You’ve maxed out your retirement contributions year after year for almost a decade. The cars are paid off. The house is paid off. The kids have 529 accounts. Your emergency savings looks pretty cushy. 

You don’t really have to work at that job anymore – yet, you stay. You stay in order to keep saving and investing. Heck, you even have a bumper sticker on your paid-off car that lets others know that you’ve lived like no one else so later, you can live like no one else.

But are you living? I mean, you’re certainly alive…but are you living? 

When is this “later” that Dave Ramsey talks about? 

Will you be healthy enough to ski Lake Tahoe at 69-years-old? Will you even still care about your bucket list by then? 

Do you really want to die with seven figures in the bank? What are you actually saving for? What if you took that money and gave your family experiences and memories beyond their wildest dreams? 

These are the multi-million dollar questions Bill Perkins has presented to the world in his incredibly popular book Die With Zero. For many, these questions may be very convicting.

My Progression From FIRE to YOLO

After plenty of sacrifices (and some marriage counseling), my love affair with Dave Ramsey’s Baby Steps gradually led me and Nicole to Coast FIRE status. With the amount we’ve saved thus far, we can almost entirely cut back on our contributions and still have around $3 million when we turn 65. 

But…after hitting Coast FIRE, I still craved something else. Deep down inside of my heart, I felt this nagging void even though I technically did everything “right” to secure our financial future. 

I didn’t know why or what it was – but it was there, and it was growing. 

On a random whim, I got a recommendation from a member of our Marriage, Kids & Money community to check out a thought-provoking personal finance book called Die With Zero by Bill Perkins. 

I didn’t know what it was but it got 5 stars on Amazon so it couldn’t be too bad. Little did I know, my brain would go into full meltdown status once I started to dive in. 

What is Die With Zero?

Die With Zero is a personal finance philosophy that encourages super savers like me to die with zero dollars in their bank account. Yes, I said ZERO. 

The Die With Zero mindset encourages the financially secure to die with zero dollars in the bank in exchange for recognizing and behaving as if you only live once (“YOLO!”). 

This also means no inheritances for the children in every sense of the word.

Now, simply suggesting an empty bank account or no inheritances to most retirement-prepared folks would be enough to cause thousands of medically-induced hospitalizations. 

Hear me out. It’ll come together, I promise.

Why Die With Zero Changed My Financial Mindset

When I was in my 20’s, I had many one-of-a-kind experiences but lived paycheck to paycheck as a result. I was young and didn’t have many responsibilities outside of my own basic needs, so cutting back on expenses wasn’t yet a concern. 

After Nicole and I got married, I felt a newfound responsibility as a man to step up and do the right thing for my family as the provider.
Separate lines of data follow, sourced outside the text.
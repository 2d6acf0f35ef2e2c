//! Hot-swappable scheduling knobs.

use serde::{Deserialize, Serialize};

pub const MAX_JITTER_PERCENT: u32 = 50;
pub const MAX_JITTER_SECONDS: u64 = 3600;
pub const MIN_STATS_LOG_SECONDS: u64 = 5;
pub const MAX_STATS_LOG_SECONDS: u64 = 3600;

#[derive(Debug, Clone, Copy, PartialEq, Eq, Serialize, Deserialize)]
#[serde(default)]
pub struct Tuning {
    pub jitter_percent: u32,
    pub jitter_max_seconds: u64,
    /// 0 disables the periodic stats log line.
    pub stats_log_interval_seconds: u64,
}

impl Default for Tuning {
    fn default() -> Self {
        Self {
            jitter_percent: 10,
            jitter_max_seconds: 30,
            stats_log_interval_seconds: 60,
        }
    }
}

impl Tuning {
    /// Clamp every knob into its supported range.
    pub fn normalized(self) -> Self {
        let stats_log_interval_seconds = match self.stats_log_interval_seconds {
            0 => 0,
            s => s.clamp(MIN_STATS_LOG_SECONDS, MAX_STATS_LOG_SECONDS),
        };
        Self {
            jitter_percent: self.jitter_percent.min(MAX_JITTER_PERCENT),
            jitter_max_seconds: self.jitter_max_seconds.min(MAX_JITTER_SECONDS),
            stats_log_interval_seconds,
        }
    }
}
impl Engine {
    pub fn new(
        store: Arc<dyn MonitorStore>,
        runner: Arc<dyn CheckRunner>,
        coordinator: Arc<Coordinator>,
        options: EngineOptions,
    ) -> Self {
        let max_concurrent = options.max_concurrent.max(1);
        let (cancel, _) = watch::channel(false);
        Self {
            inner: Arc::new(EngineInner {
                store,
                runner,
                coordinator,
                semaphore: Arc::new(Semaphore::new(max_concurrent)),
                max_concurrent,
                tick_interval: options.tick_interval.max(Duration::from_millis(1)),
                settings: RwLock::new(options.settings),
                tuning: Mutex::new(options.tuning.normalized()),
                stats: EngineStats::new(),
                claimed: Mutex::new(HashSet::new()),
                cancel,
                last_sla_run: Mutex::new(None),
                driver: Mutex::new(None),
            }),
        }
    }

    pub fn settings(&self) -> EngineSettings {
        self.inner
            .settings
            .read()
            .unwrap_or_else(|e| e.into_inner())
            .clone()
    }

    pub fn set_settings(&self, settings: EngineSettings) {
        *self
            .inner
            .settings
            .write()
            .unwrap_or_else(|e| e.into_inner()) = settings;
    }

    pub fn tuning(&self) -> Tuning {
        *lock(&self.inner.tuning)
    }

    /// Replace the scheduling knobs. Values are clamped; the next tick uses them.
    pub fn set_tuning(&self, tuning: Tuning) -> Tuning {
        let tuning = tuning.normalized();
        *lock(&self.inner.tuning) = tuning;
        tracing::info!(
            jitter_percent = tuning.jitter_percent,
            jitter_max_seconds = tuning.jitter_max_seconds,
            stats_log_interval_seconds = tuning.stats_log_interval_seconds,
            "Tuning updated"
        );
        tuning
    }

    pub fn is_running(&self) -> bool {
        lock(&self.inner.driver).is_some()
    }

    pub fn stats_snapshot(&self) -> EngineStatsSnapshot {
        self.inner
            .stats
            .snapshot(self.inner.max_concurrent, self.is_running(), self.tuning())
    }

    /// On-demand SLA evaluation, independent of the periodic job.
    pub async fn evaluate_monitor_sla_window(
        &self,
        monitor: &Monitor,
        policy: &MonitorSlaPolicy,
        from: DateTime<Utc>,
        to: DateTime<Utc>,
    ) -> Result<SlaEvaluation, StoreError> {
        sla::evaluate_monitor_sla_window(self.inner.store.as_ref(), monitor, policy, from, to).await
    }

    /// Run one scheduling tick at `now` and wait for every attempt it started.
    ///
    /// Monitors whose attempt from an overlapping call is still running are
    /// skipped, so calling this repeatedly is safe.
    pub async fn run_due_checks(
        &self,
        settings: &EngineSettings,
        now: DateTime<Utc>,
    ) -> Result<TickSummary, StoreError> {
        let tuning = self.tuning();
        let monitors = self.inner.store.list_due_monitors(now).await?;

        let mut fresh = Vec::new();
        let mut retries = Vec::new();
        for monitor in monitors {
            if monitor.paused || lock(&self.inner.claimed).contains(&monitor.id) {
                continue;
            }
            let state = match self.inner.store.get_monitor_state(monitor.id).await {
                Ok(state) => state,
                Err(e) => {
                    tracing::warn!(monitor_id = monitor.id, error = %e, "Failed to load monitor state");
                    continue;
                }
            };
            match state.as_ref().and_then(|s| s.retry_at) {
                Some(retry_at) if retry_at <= now => retries.push(Candidate {
                    due_at: retry_at,
                    monitor,
                    state,
                    is_retry: true,
                }),
                Some(_) => {}
                None => match eligible_at(&monitor, state.as_ref(), &tuning) {
                    Some(due_at) if due_at <= now => fresh.push(Candidate {
                        due_at,
                        monitor,
                        state,
                        is_retry: false,
                    }),
                    Some(_) => {}
                    None => {
                        tracing::warn!(monitor_id = monitor.id, "Monitor schedule out of range; skipping");
                    }
                },
            }
        }

        let due = fresh.len() + retries.len();
        let budget = if fresh.is_empty() {
            self.inner.max_concurrent
        } else {
            (self.inner.max_concurrent / 3).max(1)
        };
        retries.sort_by_key(|c| (c.due_at, c.monitor.id));
        retries.truncate(budget);

        let mut selected: Vec<Candidate> = retries.into_iter().chain(fresh).collect();
        selected.sort_by_key(|c| (c.due_at, c.monitor.id));

        let mut attempts = JoinSet::new();
        let mut summary = TickSummary {
            due,
            ..Default::default()
        };
        for candidate in selected {
            if !lock(&self.inner.claimed).insert(candidate.monitor.id) {
                continue;
            }
            let claim = Claim {
                inner: self.inner.clone(),
                monitor_id: candidate.monitor.id,
            };
            summary.started += 1;
            if candidate.is_retry {
                summary.retries += 1;
            }

            let inner = self.inner.clone();
            let settings = settings.clone();
            attempts.spawn(async move {
                let _claim = claim;
                run_attempt(inner, settings, candidate, now).await;
            });
        }

        self.inner
            .stats
            .record_tick(summary.due, summary.started, summary.retries);
        if summary.started > 0 {
            tracing::debug!(
                due = summary.due,
                started = summary.started,
                retries = summary.retries,
                "Tick dispatched"
            );
        }

        while let Some(joined) = attempts.join_next().await {
            if let Err(e) = joined {
                if e.is_panic() {
                    tracing::error!(error = %e, "Check task panicked");
                }
            }
        }
        Ok(summary)
    }

    /// Start the driver loop on its own task.
    pub fn start(&self) -> Result<(), EngineError> {
        let mut driver = lock(&self.inner.driver);
        if driver.is_some() {
            return Err(EngineError::AlreadyRunning);
        }
        self.inner.cancel.send_replace(false);

        let (stop_tx, stop_rx) = broadcast::channel(1);
        let engine = self.clone();
        let handle = tokio::spawn(async move { engine.drive(stop_rx).await });
        *driver = Some(Driver { stop_tx, handle });

        tracing::info!(
            max_concurrent = self.inner.max_concurrent,
            tick_ms = self.inner.tick_interval.as_millis() as u64,
            "Engine started"
        );
        Ok(())
    }

    /// Stop ticking and wait up to `timeout` for in-flight attempts to drain.
    ///
    /// On timeout the remaining attempts are cancelled. Stopping an engine
    /// that is not running is a no-op.
    pub async fn stop(&self, timeout: Duration) -> Result<(), EngineError> {
        let Some(mut driver) = lock(&self.inner.driver).take() else {
            return Ok(());
        };
        let _ = driver.stop_tx.send(());

        match tokio::time::timeout(timeout, &mut driver.handle).await {
            Ok(_) => {
                tracing::info!("Engine stopped");
                Ok(())
            }
            Err(_) => {
                self.inner.cancel.send_replace(true);
                driver.handle.abort();
                tracing::warn!(timeout_ms = timeout.as_millis() as u64, "Engine stop timed out");
                Err(EngineError::StopTimeout(timeout))
            }
        }
    }

    async fn drive(self, mut stop_rx: broadcast::Receiver<()>) {
        let mut ticker = tokio::time::interval(self.inner.tick_interval);
        ticker.set_missed_tick_behavior(tokio::time::MissedTickBehavior::Skip);
        let mut tasks: JoinSet<()> = JoinSet::new();
        let mut last_stats_log = Instant::now();

        loop {
            tokio::select! {
                _ = stop_rx.recv() => {
                    break;
                }
                _ = ticker.tick() => {
                    while tasks.try_join_next().is_some() {}

                    let now = Utc::now();
                    let settings = self.settings();
                    let engine = self.clone();
                    tasks.spawn(async move {
                        if let Err(e) = engine.run_due_checks(&settings, now).await {
                            tracing::error!(error = %e, "Scheduling tick failed");
                        }
                    });

                    if self.claim_sla_run() {
                        let engine = self.clone();
                        tasks.spawn(async move {
                            match evaluate_all(engine.inner.store.as_ref(), &engine.inner.coordinator, now).await {
                                Ok(written) => tracing::debug!(written, "SLA evaluation finished"),
                                Err(e) => tracing::error!(error = %e, "SLA evaluation failed"),
                            }
                            if let Err(e) = prune_metrics(engine.inner.store.as_ref(), now).await {
                                tracing::error!(error = %e, "Metric pruning failed");
                            }
                        });
                    }

                    let log_every = self.tuning().stats_log_interval_seconds;
                    if log_every > 0 && last_stats_log.elapsed() >= Duration::from_secs(log_every) {
                        last_stats_log = Instant::now();
                        self.log_stats();
                    }
                }
            }
        }

        // Drain what is already running; no new ticks are issued.
        while tasks.join_next().await.is_some() {}
    }

    /// Self-throttle for the periodic SLA job.
    fn claim_sla_run(&self) -> bool {
        let mut last = lock(&self.inner.last_sla_run);
        match *last {
            Some(at) if at.elapsed() < SLA_EVALUATION_INTERVAL => false,
            _ => {
                *last = Some(Instant::now());
                true
            }
        }
    }

    fn log_stats(&self) {
        let s = self.stats_snapshot();
        tracing::info!(
            inflight = s.inflight_checks,
            peak_inflight = s.peak_inflight_checks,
            ticks = s.ticks_total,
            checks = s.checks_total,
            failed = s.checks_failed,
            retries_scheduled = s.retries_scheduled,
            retries_exhausted = s.retries_exhausted,
            maintenance_skips = s.maintenance_skips,
            wait_p95_ms = s.wait_ms.p95,
            attempt_p95_ms = s.attempt_ms.p95,
            "Engine stats"
        );
    }
}
//! Storage layer: models, the interfaces the engine consumes, and two
//! implementations (SQLite for the binary, in-memory for tests).

mod memory;
mod models;
mod sqlite;
mod store;

pub use memory::*;
pub use models::*;
pub use sqlite::*;
pub use store::*;
//! Maintenance window resolution.
//!
//! Every strategy expands into concrete `[start, end)` UTC ranges inside a
//! query window. Recurring strategies are anchored in the window's timezone,
//! so "02:00 every Sunday" stays at 02:00 local across DST changes.

use chrono::{
    DateTime, Datelike, Duration, LocalResult, NaiveDate, NaiveDateTime, NaiveTime, TimeZone, Utc,
    Weekday,
};
use chrono_tz::Tz;
use cron::Schedule;
use std::str::FromStr;
use thiserror::Error;

use crate::db::{MaintenanceStrategy, MaintenanceWindow, TimeRange};

/// Upper bound on generated occurrences per window and query.
const MAX_OCCURRENCES: usize = 100_000;

#[derive(Error, Debug, Clone, PartialEq)]
pub enum MaintenanceError {
    #[error("invalid timezone {0:?}")]
    InvalidTimezone(String),
    #[error("invalid cron expression {expression:?}: {message}")]
    InvalidCron { expression: String, message: String },
    #[error("invalid rrule: {0}")]
    InvalidRrule(String),
    #[error("invalid schedule: {0}")]
    InvalidSchedule(String),
}

impl MaintenanceWindow {
    /// Resolve this window into merged ranges clipped to `[from, to)`.
    pub fn resolve_ranges(
        &self,
        from: DateTime<Utc>,
        to: DateTime<Utc>,
    ) -> Result<Vec<TimeRange>, MaintenanceError> {
        let lo = self.active_from.map_or(from, |af| af.max(from));
        let hi = self.active_until.map_or(to, |au| au.min(to));
        if lo >= hi {
            return Ok(Vec::new());
        }

        let tz = parse_timezone(&self.timezone)?;
        let raw = match &self.strategy {
            MaintenanceStrategy::Single { starts_at, ends_at } => {
                vec![TimeRange::new(*starts_at, *ends_at)]
            }
            MaintenanceStrategy::Cron {
                expression,
                duration_minutes,
            } => cron_ranges(expression, minutes(*duration_minutes), tz, lo, hi)?,
            MaintenanceStrategy::Interval {
                every_days,
                start_date,
                start_time,
                duration_minutes,
            } => interval_ranges(
                *every_days,
                *start_date,
                *start_time,
                minutes(*duration_minutes),
                tz,
                lo,
                hi,
            )?,
            MaintenanceStrategy::Weekdays {
                days,
                start_time,
                duration_minutes,
            } => daily_ranges(*start_time, minutes(*duration_minutes), tz, lo, hi, |d| {
                days.contains(&d.weekday())
            }),
            MaintenanceStrategy::MonthDays {
                days,
                start_time,
                duration_minutes,
            } => daily_ranges(*start_time, minutes(*duration_minutes), tz, lo, hi, |d| {
                days.contains(&d.day())
            }),
            MaintenanceStrategy::Rrule {
                rule,
                dtstart,
                duration_minutes,
            } => {
                let rule = RecurrenceRule::parse(rule)?;
                rule.ranges(*dtstart, minutes(*duration_minutes), tz, lo, hi)
            }
        };

        Ok(merge_ranges(clip(raw, lo, hi)))
    }

    /// Whether `at` falls inside any range of this window.
    pub fn is_active_at(&self, at: DateTime<Utc>) -> Result<bool, MaintenanceError> {
        Ok(self
            .resolve_ranges(at, at + Duration::seconds(1))?
            .iter()
            .any(|r| r.contains(at)))
    }
}

/// Resolve and merge ranges from several windows, skipping invalid ones.
pub fn resolve_all(windows: &[MaintenanceWindow], from: DateTime<Utc>, to: DateTime<Utc>) -> Vec<TimeRange> {
    let mut all = Vec::new();
    for window in windows {
        match window.resolve_ranges(from, to) {
            Ok(ranges) => all.extend(ranges),
            Err(e) => {
                tracing::warn!(window_id = window.id, error = %e, "Skipping invalid maintenance window");
            }
        }
    }
    merge_ranges(all)
}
Additionally, I worked in an industry that I really did not like or care for. 

To me, saving was a way out. I knew that if I saved enough to build up a decent cushion, that would be my ticket to bigger and better things. 

Because there was so much riding on our savings, spending used to be excruciating. At times, I genuinely felt like I was taking away from our opportunities down the road by splurging on things that weren’t absolute necessities. As I got a bit older and more comfortable with our finances, I loosened up a tad…but not much. 

My personal transition from Baby Steps Andy to the more lenient Andy gradually happened over the last two years. Die With Zero, however, initiated a pivotal change in my money mindset and future outlook. 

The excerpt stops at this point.